En 2010, le président ukrainien Viktor Iouchtchenko a décerné à Bandera le titre de « Héros de l’Ukraine », une décision, néanmoins annulée, qui a provoqué une vive controverse en raison de ses liens avec les nazis et les violences ethniques.
Les groupes néo-nazis et les symboles sur Maidan
Le terme « ukronazi » fait également référence aux groupes nationalistes et néo-nazis qui ont émergé en Ukraine, après les manifestations du Maidan en 2014, qui ont conduit à la chute du président pro-russe Viktor Ianoukovytch. Certaines factions, comme le bataillon Azov, ont été accusées d’adhérer à des idéologies d’extrême droite et de porter des symboles associés au nazisme, y compris des tatouages et des drapeaux inspirés des nazis. Bien que ces groupes ne représentent qu’une petite fraction des manifestants de Maidan, ils ont attiré une attention internationale en raison de leur participation aux événements et de leur présence sur les barricades.
L’idéologie de ces groupes s’est inspirée de la vision nationaliste radicale incarnée par Stepan Bandera. Des groupes comme le « Pravy Sektor » (Secteur Droit), qui se sont illustrés durant les manifestations, ont des liens avec des mouvements néonazis et ont fait leur apparition sur la scène politique ukrainienne à cette époque.
Au sein de la Rada (le Parlement ukrainien), les partisans de Bandera ont renforcé leur position après 2014, et l’ultranationalisme a gagné en influence, avec la reconnaissance des héros de l’OUN et des divisions qui collaboraient avec les nazis pendant la guerre. Des groupes néonazis, comme « Azov », qui est une unité paramilitaire d’extrême droite fondée en 2014, ont été impliqués dans les combats dans le Donbass et ont été accusés de commettre des violations des droits de l’homme.
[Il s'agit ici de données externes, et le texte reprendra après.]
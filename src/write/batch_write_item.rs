use crate::{common, error, schema};

use aws_sdk_dynamodb::{Client, operation, types};
use serde::Serialize;
use serde_dynamo::to_item;
use std::collections;

/// Maximum number of requests the store accepts in one batch.
pub const BATCH_WRITE_SIZE: usize = 25;

/// One put or delete inside a [`BatchWriteItem`].
#[derive(Clone, Debug, PartialEq)]
pub enum BatchWriteItemRequest<T> {
    /// Put an item.
    PutItem(T),
    /// Delete the item with this primary key.
    DeleteItem(common::key::Keys<T>),
}

impl<T: Serialize> TryFrom<BatchWriteItemRequest<T>> for types::WriteRequest {
    type Error = error::Error;

    fn try_from(write_request: BatchWriteItemRequest<T>) -> error::Result<Self> {
        let builder = match write_request {
            BatchWriteItemRequest::PutItem(item) => {
                let item = to_item(item)?;
                let put_request = types::PutRequest::builder().set_item(Some(item)).build()?;
                Self::builder().put_request(put_request)
            }
            BatchWriteItemRequest::DeleteItem(keys) => {
                let key = keys.try_into()?;
                let delete_request = types::DeleteRequest::builder()
                    .set_key(Some(key))
                    .build()?;
                Self::builder().delete_request(delete_request)
            }
        };
        Ok(builder.build())
    }
}

/// Puts and deletes against one table, split into store-sized batches.
///
/// ```rust
/// use dynamodb_data_api::write::batch_write_item::{BatchWriteItem, BatchWriteItemRequest};
/// use serde_json::json;
///
/// let batch = BatchWriteItem {
///     table_name: "events".to_string(),
///     requests: (0..60)
///         .map(|id| BatchWriteItemRequest::PutItem(json!({"id": id})))
///         .collect(),
/// };
/// let chunks = batch.into_chunks().unwrap();
/// assert_eq!(chunks.iter().map(|chunk| chunk.requests.len()).collect::<Vec<_>>(), vec![25, 25, 10]);
/// ```
#[derive(Clone, Debug, PartialEq)]
pub struct BatchWriteItem<T> {
    /// Table to write to.
    pub table_name: String,
    /// Requests in submission order.
    pub requests: Vec<BatchWriteItemRequest<T>>,
}

impl<T: Serialize> BatchWriteItem<T> {
    fn into_requests(self) -> error::Result<(String, Vec<types::WriteRequest>)> {
        let mut requests = Vec::with_capacity(self.requests.len());
        for request in self.requests {
            requests.push(types::WriteRequest::try_from(request)?);
        }
        Ok((self.table_name, requests))
    }

    /// Convert every request and group them by [`BATCH_WRITE_SIZE`].
    pub fn into_chunks(self) -> error::Result<Vec<BatchWriteItemInput>> {
        let (table_name, requests) = self.into_requests()?;
        Ok(chunk(&table_name, &requests))
    }

    /// Like [`into_chunks`](Self::into_chunks), but of several requests on the
    /// same primary key of `schema` only the last one is kept.
    ///
    /// The store rejects a batch touching one key twice, so this gives a batch
    /// the outcome of sending its requests one by one.
    pub fn into_unique_chunks(
        self,
        schema: &schema::TableSchema,
    ) -> error::Result<Vec<BatchWriteItemInput>> {
        let (table_name, requests) = self.into_requests()?;
        let key_attributes: Vec<&str> = std::iter::once(schema.hash_key.as_str())
            .chain(schema.range_key.as_deref())
            .collect();
        let mut seen = collections::HashSet::new();
        let mut unique: Vec<_> = requests
            .into_iter()
            .rev()
            .filter(|request| {
                write_request_key(&key_attributes, request).is_none_or(|key| seen.insert(key))
            })
            .collect();
        unique.reverse();
        Ok(chunk(&table_name, &unique))
    }
}

fn chunk(table_name: &str, requests: &[types::WriteRequest]) -> Vec<BatchWriteItemInput> {
    requests
        .chunks(BATCH_WRITE_SIZE)
        .map(|chunk| BatchWriteItemInput {
            table_name: table_name.to_string(),
            requests: chunk.to_vec(),
        })
        .collect()
}

/// Key values of the item a request touches, `None` when one is missing or
/// not a scalar.
fn write_request_key(
    key_attributes: &[&str],
    request: &types::WriteRequest,
) -> Option<Vec<String>> {
    let values = match (request.put_request(), request.delete_request()) {
        (Some(put_request), _) => put_request.item(),
        (None, Some(delete_request)) => delete_request.key(),
        (None, None) => return None,
    };
    key_attributes
        .iter()
        .map(|name| match values.get(*name)? {
            types::AttributeValue::S(value) => Some(format!("S:{value}")),
            types::AttributeValue::N(value) => Some(format!("N:{value}")),
            types::AttributeValue::B(value) => Some(format!("B:{:?}", value.as_ref())),
            _ => None,
        })
        .collect()
}

/// One batch of at most [`BATCH_WRITE_SIZE`] requests for a single table.
#[derive(Clone, Debug, Default, PartialEq)]
pub struct BatchWriteItemInput {
    /// Table to write to.
    pub table_name: String,
    /// Requests of this batch.
    pub requests: Vec<types::WriteRequest>,
}

impl BatchWriteItemInput {
    /// Execute the BatchWriteItem operation, returning the requests the store left unprocessed.
    pub async fn send(
        self,
        client: &Client,
    ) -> Result<
        Vec<types::WriteRequest>,
        aws_sdk_dynamodb::error::SdkError<operation::batch_write_item::BatchWriteItemError>,
    > {
        let table_name = self.table_name;
        let output = client
            .batch_write_item()
            .set_request_items(Some(collections::HashMap::from([(
                table_name.clone(),
                self.requests,
            )])))
            .send()
            .await?;
        let unprocessed = output
            .unprocessed_items
            .and_then(|mut unprocessed_items| unprocessed_items.remove(&table_name))
            .unwrap_or_default();
        Ok(unprocessed)
    }
}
Bien que certains de ces groupes aient joué un rôle important dans les victoires militaires ukrainiennes contre les séparatistes pro-russes, leur influence idéologique demeure un sujet de débat dans le pays.
L’incendie de la Maison des Syndicats à Odessa
Un autre événement tragique qui a alimenté la discussion sur les tensions ethniques et politiques en Ukraine a été l’incendie de la Maison des Syndicats à Odessa, le 2 mai 2014. Lors de cette tragédie, 42 personnes, des militants prorusses, ont trouvé la mort dans des circonstances dramatiques. L’incendie a été perçu par beaucoup comme un acte de répression violente de la part des partisans de Maidan contre ceux qui s’opposaient au renversement de Ianoukovytch. L’attaque a laissé des cicatrices dans la société ukrainienne et a été un point de friction majeur entre les partisans et les opposants au gouvernement ukrainien.
Conclusion : l’utilisation du terme « ukronazi » et la perception de l’Ukraine
Il est essentiel de distinguer la majorité des Ukrainiens, qui aspirent à la liberté et à la démocratie, des extrémistes qui, bien que présents, ne représentent pas l’ensemble du peuple ukrainien.
En fin de compte, le terme « ukronazi » sert à stigmatiser et à polariser le débat dans le contexte de la guerre en Ukraine.